Let’s start with some figures. About 85 percent of brick-and-mortar colleges now offer online degree programs, according to GetEducated.com, a site that rates, ranks, and compares online schools and degrees along with tracking fake diploma mills. And then there are the online-only colleges, which make up nearly 20 percent of all degree-granting colleges, notes Vicky Phillips, the site’s founder and CEO.
According to the recent Alfred P. Sloan Foundation report, “Learning on Demand: Online Education in the United States, 2009,” one-quarter of the US higher education students now take at least one course online.
The report’s findings also note that more than 4.6 million students took at least one online course in the fall of 2008. This represents a 17-percent increase when compared with the previous year. That growth rate is much higher than the 1.2-percent growth of the overall higher education student population, the group notes.
Looking at computer science specifically, there are about 165 computer science master’s programs and up to 40 CS bachelor’s programs listed on GetEducated.com, Phillips points out.
A master’s in computer science is the third-most-popular master’s degree offered online; a master’s in software engineering is the most-searched-for degree on the site in general; and of the undergrad degrees searched, computer science and management of information services are the most popular on GetEducated, she adds.
As online learning in general becomes more common in society, proof of its increased value – as a supplement or standalone – is surfacing, and organizations are sounding off.
The National Education Association’s stance on online learning is that it supports the use of it to enhance face-to-face instruction, although it remains skeptical of completely online programs, says Mark Smith, a senior policy analyst in NEA’s Higher Education office.
The US Department of Education released a report last summer that echoes this sentiment – and then some.
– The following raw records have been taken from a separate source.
use clap::{Parser, Subcommand};
use std::io::{stdout, Write};

use crate::error::Result;
use crate::exchange::MarketDataSource;
use crate::supervisor::format_thousands;

#[derive(Parser)]
#[command(name = "failwatch")]
#[command(version = "0.1.0")]
#[command(about = "Failure-signal monitor for a perpetual futures contract", long_about = None)]
pub struct Cli {
    #[command(subcommand)]
    pub command: Option<Commands>,

    /// Directory holding default.toml and environment overrides
    #[arg(short, long, default_value = "config")]
    pub config: String,

    /// Symbol to monitor (overrides market.symbol)
    #[arg(short, long)]
    pub symbol: Option<String>,
}

#[derive(Subcommand, Debug, Clone, Copy, PartialEq, Eq)]
pub enum Commands {
    /// Monitor open interest, funding and RSI divergence (default)
    Run,
    /// Fetch and print one open interest / funding snapshot
    Snapshot,
}

impl Cli {
    pub fn command(&self) -> Commands {
        self.command.unwrap_or(Commands::Run)
    }
}

/// Print the current open interest and funding rate for `symbol`
pub async fn show_snapshot(source: &dyn MarketDataSource, symbol: &str) -> Result<()> {
    println!("{} snapshot ({})\n", symbol, source.venue());

    print!("  Open interest... ");
    stdout().flush()?;
    match source.fetch_open_interest().await {
        Ok(oi) => println!("\x1b[32m{}\x1b[0m", format_thousands(oi)),
        Err(e) => {
            println!("\x1b[31mFAILED\x1b[0m");
            println!("    Error: {}", e);
        }
    }

    print!("  Funding rate... ");
    stdout().flush()?;
    match source.fetch_funding_rate().await {
        Ok(rate) => println!("\x1b[32m{:.4}%\x1b[0m", rate * 100.0),
        Err(e) => {
            println!("\x1b[31mFAILED\x1b[0m");
            println!("    Error: {}", e);
        }
    }

    Ok(())
}

#[cfg(test)]
mod tests {
    use super::*;
    use crate::error::MonitorError;
    use crate::exchange::{MockMarketDataSource, Venue};

    #[test]
    fn test_run_is_default_command() {
        let cli = Cli::parse_from(["failwatch"]);
        assert_eq!(cli.command(), Commands::Run);
        assert_eq!(cli.config, "config");
        assert!(cli.symbol.is_none());
    }

    #[test]
    fn test_snapshot_with_overrides() {
        let cli = Cli::parse_from(["failwatch", "--symbol", "BTCUSDT", "-c", "/etc/failwatch", "snapshot"]);
        assert_eq!(cli.command(), Commands::Snapshot);
        assert_eq!(cli.symbol.as_deref(), Some("BTCUSDT"));
        assert_eq!(cli.config, "/etc/failwatch");
    }

    #[test]
    fn test_snapshot_tolerates_fetch_failure() {
        let mut source = MockMarketDataSource::new();
        source.expect_venue().return_const(Venue::BinanceFutures);
        source.expect_fetch_open_interest().times(1).returning(|| Ok(12_345.0));
        source
            .expect_fetch_funding_rate()
            .times(1)
            .returning(|| Err(MonitorError::RateLimited("429".into())));

        tokio_test::assert_ok!(tokio_test::block_on(show_snapshot(&source, "MYXUSDT")));
    }
}
//! Centralized indicator calculations for the detectors
//!
//! Series-in, series-out helpers. Positions that cannot be computed yet are `None`
//! so callers never have to reason about NaN.

// =============================================================================
// Relative Strength Index
// =============================================================================

/// Classic Wilder RSI over a close-price series.
///
/// The first `period` price changes are averaged with a simple mean, then gains
/// and losses are smoothed with `avg = (prev_avg * (period - 1) + x) / period`.
/// Output is `None` for indices `0..period` and defined from index `period` on,
/// i.e. once `period + 1` closes exist.
pub fn rsi(closes: &[f64], period: usize) -> Vec<Option<f64>> {
    let mut out = vec![None; closes.len()];
    if period == 0 || closes.len() <= period {
        return out;
    }

    let mut avg_gain = 0.0;
    let mut avg_loss = 0.0;
    for i in 1..=period {
        let change = closes[i] - closes[i - 1];
        if change > 0.0 {
            avg_gain += change;
        } else {
            avg_loss -= change;
        }
    }
    avg_gain /= period as f64;
    avg_loss /= period as f64;
    out[period] = rsi_value(avg_gain, avg_loss);

    let period_minus_one = (period - 1) as f64;
    for i in (period + 1)..closes.len() {
        let change = closes[i] - closes[i - 1];
        let (gain, loss) = if change > 0.0 {
            (change, 0.0)
        } else {
            (0.0, -change)
        };
        avg_gain = (avg_gain * period_minus_one + gain) / period as f64;
        avg_loss = (avg_loss * period_minus_one + loss) / period as f64;
        out[i] = rsi_value(avg_gain, avg_loss);
    }

    out
}

fn rsi_value(avg_gain: f64, avg_loss: f64) -> Option<f64> {
    let total = avg_gain + avg_loss;
    if !total.is_finite() {
        return None;
    }
    // A perfectly flat window reads as 0, not 50
    if total == 0.0 {
        return Some(0.0);
    }
    Some(100.0 * avg_gain / total)
}

// =============================================================================
// Local Extrema
// =============================================================================

/// Indices that are ≥ every value within `order` positions on both sides.
///
/// Neighbour positions past either end are clamped to the end, so the first and
/// last points compare against themselves on the clipped side. An undefined value
/// is never an extremum and fails any comparison made against it.
pub fn local_maxima(values: &[Option<f64>], order: usize) -> Vec<usize> {
    local_extrema(values, order, |a, b| a >= b)
}

/// Indices that are ≤ every value within `order` positions on both sides.
pub fn local_minima(values: &[Option<f64>], order: usize) -> Vec<usize> {
    local_extrema(values, order, |a, b| a <= b)
}

fn local_extrema<F>(values: &[Option<f64>], order: usize, keep: F) -> Vec<usize>
where
    F: Fn(f64, f64) -> bool,
{
    let len = values.len();
    if len == 0 || order == 0 {
        return Vec::new();
    }
    let last = len - 1;

    (0..len)
        .filter(|&i| {
            let Some(center) = values[i] else {
                return false;
            };
            (1..=order).all(|shift| {
                let after = values[(i + shift).min(last)];
                let before = values[i.saturating_sub(shift)];
                matches!(after, Some(v) if keep(center, v))
                    && matches!(before, Some(v) if keep(center, v))
            })
        })
        .collect()
}

/// Lift a plain series into the optional form the extrema helpers take
pub fn defined(values: &[f64]) -> Vec<Option<f64>> {
    values
        .iter()
        .map(|v| if v.is_finite() { Some(*v) } else { None })
        .collect()
}

// =============================================================================
// Percentages
// =============================================================================

/// Percentage drop from `old` to `new`; `None` when `old` is zero or the result
/// is not a finite number.
pub fn drop_pct(old: f64, new: f64) -> Option<f64> {
    if old == 0.0 {
        return None;
    }
    let pct = (old - new) / old * 100.0;
    pct.is_finite().then_some(pct)
}
//! User and conversation directory.
//!
//! The relay only reads from the directory; the in-memory implementation
//! is populated from a seed file at startup or directly by tests.

use std::collections::HashMap;
use std::sync::{PoisonError, RwLock};
use thiserror::Error;

use murmur_core::{Conversation, ConversationId, ConversationKind, User, UserId};

/// Lookup of registered users.
pub trait UserDirectory: Send + Sync {
    fn find_by_id(&self, user_id: &UserId) -> Option<User>;
    fn find_by_email(&self, email: &str) -> Option<User>;
}

/// Lookup of conversations and their participants.
pub trait ConversationDirectory: Send + Sync {
    fn conversation(&self, conversation_id: &ConversationId) -> Option<Conversation>;
    /// Every conversation `user_id` participates in.
    fn conversations_of(&self, user_id: &UserId) -> Vec<Conversation>;
}

#[derive(Debug, Clone, PartialEq, Eq, Error)]
pub enum DirectoryError {
    #[error("Unknown user: {0}")]
    UnknownUser(String),
    #[error("Unknown conversation: {0}")]
    UnknownConversation(ConversationId),
    #[error("E-mail already registered: {0}")]
    DuplicateEmail(String),
    #[error("Direct conversation needs exactly two distinct participants")]
    InvalidDirect,
    #[error("Conversation {0} is not a group")]
    NotAGroup(ConversationId),
}

#[derive(Default)]
pub struct InMemoryDirectory {
    users: RwLock<HashMap<UserId, User>>,
    conversations: RwLock<HashMap<ConversationId, Conversation>>,
}

impl InMemoryDirectory {
    pub fn new() -> Self {
        Self::default()
    }

    /// Register a user. E-mails are unique, compared case-insensitively.
    pub fn add_user(&self, user: User) -> Result<UserId, DirectoryError> {
        let mut users = self.users.write().unwrap_or_else(PoisonError::into_inner);
        if users
            .values()
            .any(|u| u.email.eq_ignore_ascii_case(&user.email))
        {
            return Err(DirectoryError::DuplicateEmail(user.email));
        }
        let id = user.id;
        users.insert(id, user);
        Ok(id)
    }

    /// Register a conversation after checking its participants exist.
    pub fn add_conversation(
        &self,
        conversation: Conversation,
    ) -> Result<ConversationId, DirectoryError> {
        {
            let users = self.users.read().unwrap_or_else(PoisonError::into_inner);
            if let Some(missing) = conversation
                .participants
                .iter()
                .find(|p| !users.contains_key(*p))
            {
                return Err(DirectoryError::UnknownUser(missing.to_string()));
            }
        }
        if conversation.kind == ConversationKind::Direct
            && (conversation.participants.len() != 2
                || conversation.participants[0] == conversation.participants[1])
        {
            return Err(DirectoryError::InvalidDirect);
        }

        let id = conversation.id;
        self.conversations
            .write()
            .unwrap_or_else(PoisonError::into_inner)
            .insert(id, conversation);
        Ok(id)
    }

    /// Add a member to a group. Adding an existing member is a no-op.
    pub fn add_member(
        &self,
        conversation_id: &ConversationId,
        user_id: UserId,
    ) -> Result<(), DirectoryError> {
        if self.find_by_id(&user_id).is_none() {
            return Err(DirectoryError::UnknownUser(user_id.to_string()));
        }
        let mut conversations = self
            .conversations
            .write()
            .unwrap_or_else(PoisonError::into_inner);
        let conversation = conversations
            .get_mut(conversation_id)
            .ok_or(DirectoryError::UnknownConversation(*conversation_id))?;
        if !conversation.is_group() {
            return Err(DirectoryError::NotAGroup(*conversation_id));
        }
        if !conversation.participants.contains(&user_id) {
            conversation.participants.push(user_id);
        }
        Ok(())
    }

    /// Remove a member from a group. Returns `true` if it was a member.
    pub fn remove_member(
        &self,
        conversation_id: &ConversationId,
        user_id: &UserId,
    ) -> Result<bool, DirectoryError> {
        let mut conversations = self
            .conversations
            .write()
            .unwrap_or_else(PoisonError::into_inner);
        let conversation = conversations
            .get_mut(conversation_id)
            .ok_or(DirectoryError::UnknownConversation(*conversation_id))?;
        if !conversation.is_group() {
            return Err(DirectoryError::NotAGroup(*conversation_id));
        }
        let before = conversation.participants.len();
        conversation.participants.retain(|p| p != user_id);
        Ok(conversation.participants.len() != before)
    }

    pub fn user_count(&self) -> usize {
        self.users.read().unwrap_or_else(PoisonError::into_inner).len()
    }

    pub fn conversation_count(&self) -> usize {
        self.conversations
            .read()
            .unwrap_or_else(PoisonError::into_inner)
            .len()
    }
}

impl UserDirectory for InMemoryDirectory {
    fn find_by_id(&self, user_id: &UserId) -> Option<User> {
        self.users
            .read()
            .unwrap_or_else(PoisonError::into_inner)
            .get(user_id)
            .cloned()
    }

    fn find_by_email(&self, email: &str) -> Option<User> {
        self.users
            .read()
            .unwrap_or_else(PoisonError::into_inner)
            .values()
            .find(|u| u.email.eq_ignore_ascii_case(email))
            .cloned()
    }
}

impl ConversationDirectory for InMemoryDirectory {
    fn conversation(&self, conversation_id: &ConversationId) -> Option<Conversation> {
        self.conversations
            .read()
            .unwrap_or_else(PoisonError::into_inner)
            .get(conversation_id)
            .cloned()
    }

    fn conversations_of(&self, user_id: &UserId) -> Vec<Conversation> {
        self.conversations
            .read()
            .unwrap_or_else(PoisonError::into_inner)
            .values()
            .filter(|c| c.is_participant(user_id))
            .cloned()
            .collect()
    }
}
In the report, “Evaluation of Evidence-Based Practices in Online Learning: A Meta-Analysis and Review of Online Learning Studies,” the department analyzed numerous research studies on various learning levels, including higher education. Here are a few of the conclusions:
“Instruction combining online and face-to-face elements had a larger advantage relative to purely face-to-face instruction than did purely online instruction.”
“On average, students in online learning conditions performed better than those receiving face-to-face instruction.”
“Students who took all or part of their class online performed better, on average, than those taking the same course through traditional face-to-face instruction.”
There was one computer science-specific study evaluated in the DOE report – a PhD dissertation by E. R. Caldwell in 2006 at the University of North Carolina at Greensboro. However, the findings showed no significant performance differences on a multiple-choice test between undergrad CS majors in a blended course versus an online course.
How Do Employers See It?
All of these statistics aside, an employer’s perception of an online computer science degree compared with a traditional degree depends on various factors, including the college’s accreditation, brand recognition, and reputation, along with the graduate’s knowledge and skills.
The accreditation of the job candidate’s school is something to evaluate, comments John Murray, manager of employment and compensation services in the HR department at Indiana University-Purdue University Indianapolis. “I am concerned with a degree from an accredited university more so than whether or not it is an online degree versus traditional,” he says.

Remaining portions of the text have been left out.